→ **Task description**
The required answer is every line of the data containing the word "config".

→ **Entries provided**

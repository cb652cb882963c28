//! # cashvm-server
//!
//! HTTP front end for the CashVM opcode browser.
//!
//! This crate provides:
//! - The entry document at `/opcodes` (deployed `index.html` or a built-in grid)
//! - A JSON API over the opcode table
//! - Static asset serving from an ordered list of directories

#![warn(missing_docs)]
#![warn(clippy::all)]

pub mod config;
pub mod error;
mod handlers;
pub mod page;
mod server;

pub use config::{ServerConfig, DEFAULT_PORT, DEFAULT_STATIC_DIRS};
pub use error::{ApiError, ServerError, ServerResult};
pub use handlers::ENTRY_PATH;
pub use server::{OpcodeServer, ServerState};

→ **Answer to this task**
pub mod config;
pub use config::{ServerConfig, DEFAULT_PORT, DEFAULT_STATIC_DIRS};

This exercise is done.